Русский ИТ возникает в XI веке как способ найти выражение ещё не представленному (не репрезентированному) историческому опыту. ИТ передаёт этот опыт и позволяет заново пережить его участнику коммуникации. Из сказанного следует, что ИТ никогда не является эстетически нейтральным. Он выразителен. ИТ выражает ещё не представленный «исторический опыт возвышенного», преодолевает невыразимость этого опыта с помощью художественных средств. ИТ не просто передаёт информацию о прошлом, об истории, а позволяет эстетически пережить эту историю – как прошлую, так и будущую. Таким образом, определяющим (атрибутивным) признаком историософского (метаисторического) текста является тропологизм (Х. Уайт, Р.Ф. Анкерсмит). Тропологизм – это не просто наличие в тексте тропов (что характерно для художественной литературы в целом), но, в данном случае, выражение с помощью художественных образов – метафор, гипербол и других тропов – «возвышенного исторического опыта».

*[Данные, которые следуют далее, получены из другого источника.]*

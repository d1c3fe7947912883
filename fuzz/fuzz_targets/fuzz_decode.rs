#![no_main]
use bmpfx::{BmpImage, Limits};
use enough::Unstoppable;
use libfuzzer_sys::fuzz_target;

fuzz_target!(|data: &[u8]| {
    let limits = Limits {
        max_pixels: Some(1 << 22),
        max_memory_bytes: Some(1 << 26),
        ..Default::default()
    };
    // Must never panic, whatever the input.
    let mut reader = data;
    let Ok(image) = BmpImage::decode(&mut reader, &limits, &Unstoppable) else {
        return;
    };
    let (w, h) = (image.width() as isize, image.height() as isize);
    for (x, y) in [(-1, -1), (w, h), (w / 2, h / 2), (isize::MIN, isize::MAX)] {
        let _ = image.sample(x, y);
        let _ = image.sample_raw(x, y);
    }
});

Историософский текст – это произведение или ряд произведений в рамках национальной письменной традиции, в которых исторические события (уже произошедшие, происходящие или только ожидаемые в будущем) образуют определенную знаковую систему. «Семиотически отмеченные события, – пишет Б.А. Успенский, – заставляют увидеть историю, выстроить предшествующие события в исторический ряд <...> В дальнейшем могут происходить новые события, которые задают новое прочтение исторического опыта, его переосмысление. Таким образом прошлое переосмысляется с точки зрения меняющегося настоящего»[49].

Это значит, прежде всего, что история коммуникативна. Поэтому историософский текст, по определению, не завершен (в бахтинском понимании термина), он оперирует не застывшими догматизированными смыслами, но находится в состоянии непрерывного «диалога» – с теми или иными традициями, с научным разумом, с самой историей и теми силами, которые могут стоять за ней. Исторический процесс при историософском подходе может представать как коммуникация между социумом и индивидом, социумом и Богом, государством и исторической судьбой и т. п.; во всех этих случаях важно, как осмысляются соответствующие события, какое значение им приписывается или с них «считывается»[50]. Таким образом, ни историческое сознание не является частью художественного, ни наоборот: но вместе и художественное, и историческое начала воплощаются в процессе реализации коммуникативных стратегий историософского текста.

Отсюда и вытекает задача исследовать основные параметры, категории, сюжеты и мотивы русского ИТ, как он начинает разворачиваться в самых первых известных литературных памятниках, вплоть до настоящего времени.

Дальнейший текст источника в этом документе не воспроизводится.